● **PROBLEM REQUIREMENTS**: Extract every line below that contains the word "merged".

--- START ---

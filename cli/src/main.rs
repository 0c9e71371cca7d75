use std::path::{Path, PathBuf};

use clap::{Args, Parser, Subcommand};
use flag_merge_config::{ConfigDocument, Profile};
use flag_merge_core::{AliasMap, FlagValidationError, SpecifiedFlags, expand, flag_token, merge};
use tracing::debug;
use tracing_subscriber::EnvFilter;

/// Environment variable overriding the log filter.
const LOG_ENV: &str = "FLAG_MERGE_LOG";

#[derive(Debug, Parser)]
#[command(name = "flag-merge")]
#[command(about = "Merge user-specified flags over a configured command line")]
struct Cli {
    /// Log merge decisions to stderr.
    #[arg(short, long, global = true)]
    verbose: bool,
    #[command(subcommand)]
    command: Command,
}

#[derive(Debug, Subcommand)]
enum Command {
    /// Merge --set flags over the tokens given after `--`.
    Merge(MergeArgs),
    /// Print the full invocation for a configured profile.
    RunProfile(ProfileArgs),
    /// Check --set flags against a profile without printing a command line.
    Check(CheckArgs),
}

#[derive(Debug, Args)]
struct SpecifiedArgs {
    /// Specified flag as name=value, or a bare name for a switch.
    #[arg(long = "set", value_name = "NAME[=VALUE]")]
    set: Vec<String>,
}

impl SpecifiedArgs {
    fn specified(&self) -> Result<SpecifiedFlags, String> {
        SpecifiedFlags::from_assignments(&self.set).map_err(|e| e.to_string())
    }
}

#[derive(Debug, Args)]
struct MergeArgs {
    #[command(flatten)]
    specified: SpecifiedArgs,
    /// Alias as long=short, or a bare long name without a short spelling.
    #[arg(long = "alias", value_name = "LONG[=SHORT]")]
    aliases: Vec<String>,
    /// Positional argument placed before the merged flags.
    #[arg(long)]
    before: Vec<String>,
    /// Positional argument placed after the merged flags.
    #[arg(long)]
    after: Vec<String>,
    /// Print a JSON array instead of a shell line.
    #[arg(long)]
    json: bool,
    /// Secondary tokens.
    #[arg(last = true)]
    tokens: Vec<String>,
}

#[derive(Debug, Args)]
struct ProfileArgs {
    /// YAML or JSON file holding profiles.
    #[arg(long)]
    config: PathBuf,
    /// Profile section name.
    #[arg(long)]
    profile: String,
    #[command(flatten)]
    specified: SpecifiedArgs,
    /// Print a JSON array instead of a shell line.
    #[arg(long)]
    json: bool,
}

#[derive(Debug, Args)]
struct CheckArgs {
    /// YAML or JSON file holding profiles.
    #[arg(long)]
    config: PathBuf,
    /// Profile section name.
    #[arg(long)]
    profile: String,
    #[command(flatten)]
    specified: SpecifiedArgs,
}

fn main() {
    let cli = Cli::parse();
    init_tracing(cli.verbose);

    let result = match cli.command {
        Command::Merge(args) => run_merge(args),
        Command::RunProfile(args) => run_profile(args),
        Command::Check(args) => run_check(args),
    };

    if let Err(err) = result {
        eprintln!("error: {err}");
        std::process::exit(1);
    }
}

fn init_tracing(verbose: bool) {
    let default = if verbose { "debug" } else { "warn" };
    let filter = EnvFilter::try_from_env(LOG_ENV).unwrap_or_else(|_| EnvFilter::new(default));
    tracing_subscriber::fmt()
        .with_env_filter(filter)
        .with_writer(std::io::stderr)
        .with_target(false)
        .init();
}

fn run_merge(args: MergeArgs) -> Result<(), String> {
    let specified = args.specified.specified()?;
    let aliases = AliasMap::from_assignments(&args.aliases).map_err(|e| e.to_string())?;
    reject_conflicts(&aliases.conflicts(&specified))?;

    let merged = merge(&specified, &aliases, &args.tokens);
    debug!(
        specified = specified.len(),
        secondary = args.tokens.len(),
        merged = merged.len(),
        "merged flags"
    );
    print_tokens(&expand(&args.before, &merged, &args.after), args.json)
}

fn run_profile(args: ProfileArgs) -> Result<(), String> {
    let profile = load_profile(&args.config, &args.profile)?;
    let specified = args.specified.specified()?;
    reject_conflicts(&profile.alias_conflicts(&specified))?;
    reject_failures(&profile.validate(&specified))?;

    let argv = profile.invocation(&specified);
    debug!(profile = %profile.name, tokens = argv.len(), "assembled invocation");
    print_tokens(&argv, args.json)
}

fn run_check(args: CheckArgs) -> Result<(), String> {
    let profile = load_profile(&args.config, &args.profile)?;
    let specified = args.specified.specified()?;
    reject_conflicts(&profile.alias_conflicts(&specified))?;
    reject_failures(&profile.validate(&specified))?;

    println!(
        "{} flag(s) valid for profile '{}'.",
        specified.len(),
        profile.name
    );
    Ok(())
}

fn load_profile(config: &Path, name: &str) -> Result<Profile, String> {
    let doc = ConfigDocument::load(config)
        .map_err(|e| format!("Failed to load config '{}': {e}", config.display()))?;
    Profile::load(&doc, name).map_err(|e| format!("Failed to load profile '{name}': {e}"))
}

fn reject_conflicts(conflicts: &[(String, String)]) -> Result<(), String> {
    if conflicts.is_empty() {
        return Ok(());
    }
    let pairs: Vec<String> = conflicts
        .iter()
        .map(|(long, short)| format!("{}/{}", flag_token(long), flag_token(short)))
        .collect();
    Err(format!(
        "flag specified under both spellings: {}",
        pairs.join(", ")
    ))
}

fn reject_failures(failures: &[FlagValidationError]) -> Result<(), String> {
    if failures.is_empty() {
        return Ok(());
    }
    for failure in failures {
        eprintln!("invalid value: {failure}");
    }
    Err(format!("{} flag value(s) failed validation", failures.len()))
}

fn print_tokens(tokens: &[String], json: bool) -> Result<(), String> {
    if json {
        let raw = serde_json::to_string(tokens)
            .map_err(|e| format!("Failed to serialize tokens: {e}"))?;
        println!("{raw}");
    } else {
        let line: Vec<String> = tokens.iter().map(|t| shell_quote(t)).collect();
        println!("{}", line.join(" "));
    }
    Ok(())
}

/// Quotes `token` for a POSIX shell when it is empty or contains characters
/// the shell would interpret.
fn shell_quote(token: &str) -> String {
    let plain = !token.is_empty()
        && token
            .chars()
            .all(|c| c.is_ascii_alphanumeric() || "-_=:.,/+@%".contains(c));
    if plain {
        token.to_string()
    } else {
        format!("'{}'", token.replace('\'', r"'\''"))
    }
}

--- END ---

● **SOLUTION TO THIS PROBLEM**:
    /// Positional argument placed before the merged flags.
    /// Positional argument placed after the merged flags.
    let merged = merge(&specified, &aliases, &args.tokens);
        merged = merged.len(),
        "merged flags"
    print_tokens(&expand(&args.before, &merged, &args.after), args.json)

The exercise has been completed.